#### YOUR INSTRUCTIONS:
Would you please restate every record exactly as written?

(Stored data)

# # # # # # #

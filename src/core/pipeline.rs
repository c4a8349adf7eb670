// src/core/pipeline.rs
//! Encrypt / decrypt orchestration
//!
//! Encrypt: random salt + IV → PBKDF2 key → pad → cipher → base64 frame.
//! Decrypt runs the same steps backwards from the stored salt and IV.
//!
//! # No integrity check
//!
//! The artifact format has no MAC or AEAD tag. Decrypting with the wrong
//! passphrase, cipher, hash or iteration count usually *succeeds* and
//! returns garbage, or a garbage-truncated buffer. Callers that need to
//! detect tampering or a wrong passphrase must add their own check on top;
//! this format cannot be extended to carry one without breaking every
//! existing artifact.

use std::collections::BTreeSet;

use serde::{Deserialize, Serialize};

use crate::catalog::{self, CipherSpec};
use crate::consts::{DEFAULT_CIPHER, DEFAULT_HASH, DEFAULT_ITERATIONS, SALT_LEN};
use crate::core::artifact::EncryptedArtifact;
use crate::core::kdf::derive_cipher_key;
use crate::core::padding::{pad, unpad};
use crate::crypto::{CryptoBackend, RustCryptoBackend};
use crate::enums::{CipherId, HashId};
use crate::error::{CoreError, Result};

#[cfg(feature = "logging")]
use tracing::debug;

/// The out-of-band parameters both sides must agree on
#[derive(Debug, Clone, Copy, PartialEq, Eq, Serialize, Deserialize)]
pub struct PbeParams {
    pub cipher: CipherId,
    pub hash: HashId,
    pub iterations: u32,
}

impl PbeParams {
    pub fn new(cipher: CipherId, hash: HashId, iterations: u32) -> Self {
        Self {
            cipher,
            hash,
            iterations,
        }
    }
}

impl Default for PbeParams {
    fn default() -> Self {
        Self::new(DEFAULT_CIPHER, DEFAULT_HASH, DEFAULT_ITERATIONS)
    }
}

/// Stateless encrypt/decrypt service over a primitive backend
#[derive(Debug, Clone, Default)]
pub struct Pipeline<B = RustCryptoBackend> {
    backend: B,
}

impl<B: CryptoBackend> Pipeline<B> {
    pub fn new(backend: B) -> Self {
        Self { backend }
    }

    pub fn backend(&self) -> &B {
        &self.backend
    }

    pub fn supported_ciphers(&self) -> BTreeSet<CipherId> {
        catalog::supported_ciphers(&self.backend)
    }

    pub fn supported_hashes(&self) -> BTreeSet<HashId> {
        catalog::supported_hashes(&self.backend)
    }

    /// Encrypt `cleartext` into a base64 artifact
    pub fn encrypt(
        &self,
        params: &PbeParams,
        passphrase: &[u8],
        cleartext: &[u8],
    ) -> Result<String> {
        self.encrypt_artifact(params, passphrase, cleartext)
            .map(|artifact| artifact.to_base64())
    }

    /// Same as [`Pipeline::encrypt`] without the base64 step
    pub fn encrypt_artifact(
        &self,
        params: &PbeParams,
        passphrase: &[u8],
        cleartext: &[u8],
    ) -> Result<EncryptedArtifact> {
        let spec = self.validate(params)?;

        let mut salt = [0u8; SALT_LEN];
        self.backend.fill_random(&mut salt)?;
        let mut iv = vec![0u8; spec.iv_len];
        self.backend.fill_random(&mut iv)?;

        let key = derive_cipher_key(
            &self.backend,
            &spec,
            params.hash,
            passphrase,
            &salt,
            params.iterations,
        )?;
        let padded = pad(cleartext, spec.block_size)?;
        let ciphertext = self
            .backend
            .block_encrypt(params.cipher, &key, &iv, &padded)?;

        if ciphertext.len() != padded.len() {
            return Err(CoreError::primitive(format!(
                "{} returned {} bytes for {} bytes of input",
                params.cipher,
                ciphertext.len(),
                padded.len()
            )));
        }

        #[cfg(feature = "logging")]
        debug!(
            cipher = %params.cipher,
            hash = %params.hash,
            iterations = params.iterations,
            cleartext_len = cleartext.len(),
            ciphertext_len = ciphertext.len(),
            "encrypted artifact"
        );

        Ok(EncryptedArtifact {
            salt,
            iv,
            ciphertext,
        })
    }

    /// Decrypt a base64 artifact back to cleartext.
    ///
    /// A wrong passphrase or mismatched parameters do **not** reliably
    /// produce an error; see the module docs.
    pub fn decrypt(
        &self,
        params: &PbeParams,
        passphrase: &[u8],
        artifact: &str,
    ) -> Result<Vec<u8>> {
        let spec = self.validate(params)?;
        let artifact = EncryptedArtifact::from_base64(artifact, &spec)?;
        self.decrypt_validated(&spec, params, passphrase, &artifact)
    }

    pub fn decrypt_artifact(
        &self,
        params: &PbeParams,
        passphrase: &[u8],
        artifact: &EncryptedArtifact,
    ) -> Result<Vec<u8>> {
        let spec = self.validate(params)?;
        // Re-frame so hand-built artifacts get the same shape checks
        let artifact = EncryptedArtifact::from_bytes(&artifact.to_bytes(), &spec)?;
        self.decrypt_validated(&spec, params, passphrase, &artifact)
    }

    fn decrypt_validated(
        &self,
        spec: &CipherSpec,
        params: &PbeParams,
        passphrase: &[u8],
        artifact: &EncryptedArtifact,
    ) -> Result<Vec<u8>> {
        let key = derive_cipher_key(
            &self.backend,
            spec,
            params.hash,
            passphrase,
            &artifact.salt,
            params.iterations,
        )?;
        let padded = self.backend.block_decrypt(
            params.cipher,
            &key,
            &artifact.iv,
            &artifact.ciphertext,
        )?;

        #[cfg(feature = "logging")]
        debug!(
            cipher = %params.cipher,
            hash = %params.hash,
            iterations = params.iterations,
            ciphertext_len = artifact.ciphertext.len(),
            "decrypted artifact"
        );

        Ok(unpad(padded))
    }

    /// Catalogue, denylist and iteration checks shared by both directions
    fn validate(&self, params: &PbeParams) -> Result<CipherSpec> {
        let spec = catalog::ensure_supported_cipher(&self.backend, params.cipher)?;
        catalog::ensure_supported_hash(&self.backend, params.hash)?;
        if params.iterations < 1 {
            return Err(CoreError::config("iteration count must be at least 1"));
        }
        Ok(spec)
    }
}

pub fn supported_ciphers() -> BTreeSet<CipherId> {
    Pipeline::<RustCryptoBackend>::default().supported_ciphers()
}

pub fn supported_hashes() -> BTreeSet<HashId> {
    Pipeline::<RustCryptoBackend>::default().supported_hashes()
}

pub fn default_cipher() -> CipherId {
    DEFAULT_CIPHER
}

pub fn default_hash() -> HashId {
    DEFAULT_HASH
}

pub fn default_iterations() -> u32 {
    DEFAULT_ITERATIONS
}

/// Encrypt with the default backend; see [`Pipeline::encrypt`]
pub fn encrypt(
    cipher: CipherId,
    hash: HashId,
    iterations: u32,
    passphrase: &[u8],
    cleartext: &[u8],
) -> Result<String> {
    Pipeline::<RustCryptoBackend>::default().encrypt(
        &PbeParams::new(cipher, hash, iterations),
        passphrase,
        cleartext,
    )
}

/// Decrypt with the default backend; see [`Pipeline::decrypt`]
pub fn decrypt(
    cipher: CipherId,
    hash: HashId,
    iterations: u32,
    passphrase: &[u8],
    artifact: &str,
) -> Result<Vec<u8>> {
    Pipeline::<RustCryptoBackend>::default().decrypt(
        &PbeParams::new(cipher, hash, iterations),
        passphrase,
        artifact,
    )
}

# # # # # # #

#### OUTPUT OF THE TASK:
filename src/core/pipeline.rs
repository c4a8349adf7eb670
// src/core/pipeline.rs
//! Encrypt / decrypt orchestration
//!
//! Encrypt: random salt + IV → PBKDF2 key → pad → cipher → base64 frame.
//! Decrypt runs the same steps backwards from the stored salt and IV.
//!
//! # No integrity check
//!
//! The artifact format has no MAC or AEAD tag. Decrypting with the wrong
//! passphrase, cipher, hash or iteration count usually *succeeds* and
//! returns garbage, or a garbage-truncated buffer. Callers that need to
//! detect tampering or a wrong passphrase must add their own check on top;
//! this format cannot be extended to carry one without breaking every
//! existing artifact.

use std::collections::BTreeSet;

use serde::{Deserialize, Serialize};

use crate::catalog::{self, CipherSpec};
use crate::consts::{DEFAULT_CIPHER, DEFAULT_HASH, DEFAULT_ITERATIONS, SALT_LEN};
use crate::core::artifact::EncryptedArtifact;
use crate::core::kdf::derive_cipher_key;
use crate::core::padding::{pad, unpad};
use crate::crypto::{CryptoBackend, RustCryptoBackend};
use crate::enums::{CipherId, HashId};
use crate::error::{CoreError, Result};

#[cfg(feature = "logging")]
use tracing::debug;

/// The out-of-band parameters both sides must agree on
#[derive(Debug, Clone, Copy, PartialEq, Eq, Serialize, Deserialize)]
pub struct PbeParams {
    pub cipher: CipherId,
    pub hash: HashId,
    pub iterations: u32,
}

impl PbeParams {
    pub fn new(cipher: CipherId, hash: HashId, iterations: u32) -> Self {
        Self {
            cipher,
            hash,
            iterations,
        }
    }
}

impl Default for PbeParams {
    fn default() -> Self {
        Self::new(DEFAULT_CIPHER, DEFAULT_HASH, DEFAULT_ITERATIONS)
    }
}

/// Stateless encrypt/decrypt service over a primitive backend
#[derive(Debug, Clone, Default)]
pub struct Pipeline<B = RustCryptoBackend> {
    backend: B,
}

impl<B: CryptoBackend> Pipeline<B> {
    pub fn new(backend: B) -> Self {
        Self { backend }
    }

    pub fn backend(&self) -> &B {
        &self.backend
    }

    pub fn supported_ciphers(&self) -> BTreeSet<CipherId> {
        catalog::supported_ciphers(&self.backend)
    }

    pub fn supported_hashes(&self) -> BTreeSet<HashId> {
        catalog::supported_hashes(&self.backend)
    }

    /// Encrypt `cleartext` into a base64 artifact
    pub fn encrypt(
        &self,
        params: &PbeParams,
        passphrase: &[u8],
        cleartext: &[u8],
    ) -> Result<String> {
        self.encrypt_artifact(params, passphrase, cleartext)
            .map(|artifact| artifact.to_base64())
    }

    /// Same as [`Pipeline::encrypt`] without the base64 step
    pub fn encrypt_artifact(
        &self,
        params: &PbeParams,
        passphrase: &[u8],
        cleartext: &[u8],
    ) -> Result<EncryptedArtifact> {
        let spec = self.validate(params)?;

        let mut salt = [0u8; SALT_LEN];
        self.backend.fill_random(&mut salt)?;
        let mut iv = vec![0u8; spec.iv_len];
        self.backend.fill_random(&mut iv)?;

        let key = derive_cipher_key(
            &self.backend,
            &spec,
            params.hash,
            passphrase,
            &salt,
            params.iterations,
        )?;
        let padded = pad(cleartext, spec.block_size)?;
        let ciphertext = self
            .backend
            .block_encrypt(params.cipher, &key, &iv, &padded)?;

        if ciphertext.len() != padded.len() {
            return Err(CoreError::primitive(format!(
                "{} returned {} bytes for {} bytes of input",
                params.cipher,
                ciphertext.len(),
                padded.len()
            )));
        }

        #[cfg(feature = "logging")]
        debug!(
            cipher = %params.cipher,
            hash = %params.hash,
            iterations = params.iterations,
            cleartext_len = cleartext.len(),
            ciphertext_len = ciphertext.len(),
            "encrypted artifact"
        );

        Ok(EncryptedArtifact {
            salt,
            iv,
            ciphertext,
        })
    }

    /// Decrypt a base64 artifact back to cleartext.
    ///
    /// A wrong passphrase or mismatched parameters do **not** reliably
    /// produce an error; see the module docs.
    pub fn decrypt(
        &self,
        params: &PbeParams,
        passphrase: &[u8],
        artifact: &str,
    ) -> Result<Vec<u8>> {
        let spec = self.validate(params)?;
        let artifact = EncryptedArtifact::from_base64(artifact, &spec)?;
        self.decrypt_validated(&spec, params, passphrase, &artifact)
    }

    pub fn decrypt_artifact(
        &self,
        params: &PbeParams,
        passphrase: &[u8],
        artifact: &EncryptedArtifact,
    ) -> Result<Vec<u8>> {
        let spec = self.validate(params)?;
        // Re-frame so hand-built artifacts get the same shape checks
        let artifact = EncryptedArtifact::from_bytes(&artifact.to_bytes(), &spec)?;
        self.decrypt_validated(&spec, params, passphrase, &artifact)
    }

    fn decrypt_validated(
        &self,
        spec: &CipherSpec,
        params: &PbeParams,
        passphrase: &[u8],
        artifact: &EncryptedArtifact,
    ) -> Result<Vec<u8>> {
        let key = derive_cipher_key(
            &self.backend,
            spec,
            params.hash,
            passphrase,
            &artifact.salt,
            params.iterations,
        )?;
        let padded = self.backend.block_decrypt(
            params.cipher,
            &key,
            &artifact.iv,
            &artifact.ciphertext,
        )?;

        #[cfg(feature = "logging")]
        debug!(
            cipher = %params.cipher,
            hash = %params.hash,
            iterations = params.iterations,
            ciphertext_len = artifact.ciphertext.len(),
            "decrypted artifact"
        );

        Ok(unpad(padded))
    }

    /// Catalogue, denylist and iteration checks shared by both directions
    fn validate(&self, params: &PbeParams) -> Result<CipherSpec> {
        let spec = catalog::ensure_supported_cipher(&self.backend, params.cipher)?;
        catalog::ensure_supported_hash(&self.backend, params.hash)?;
        if params.iterations < 1 {
            return Err(CoreError::config("iteration count must be at least 1"));
        }
        Ok(spec)
    }
}

pub fn supported_ciphers() -> BTreeSet<CipherId> {
    Pipeline::<RustCryptoBackend>::default().supported_ciphers()
}

pub fn supported_hashes() -> BTreeSet<HashId> {
    Pipeline::<RustCryptoBackend>::default().supported_hashes()
}

pub fn default_cipher() -> CipherId {
    DEFAULT_CIPHER
}

pub fn default_hash() -> HashId {
    DEFAULT_HASH
}

pub fn default_iterations() -> u32 {
    DEFAULT_ITERATIONS
}

/// Encrypt with the default backend; see [`Pipeline::encrypt`]
pub fn encrypt(
    cipher: CipherId,
    hash: HashId,
    iterations: u32,
    passphrase: &[u8],
    cleartext: &[u8],
) -> Result<String> {
    Pipeline::<RustCryptoBackend>::default().encrypt(
        &PbeParams::new(cipher, hash, iterations),
        passphrase,
        cleartext,
    )
}

/// Decrypt with the default backend; see [`Pipeline::decrypt`]
pub fn decrypt(
    cipher: CipherId,
    hash: HashId,
    iterations: u32,
    passphrase: &[u8],
    artifact: &str,
) -> Result<Vec<u8>> {
    Pipeline::<RustCryptoBackend>::default().decrypt(
        &PbeParams::new(cipher, hash, iterations),
        passphrase,
        artifact,
    )
}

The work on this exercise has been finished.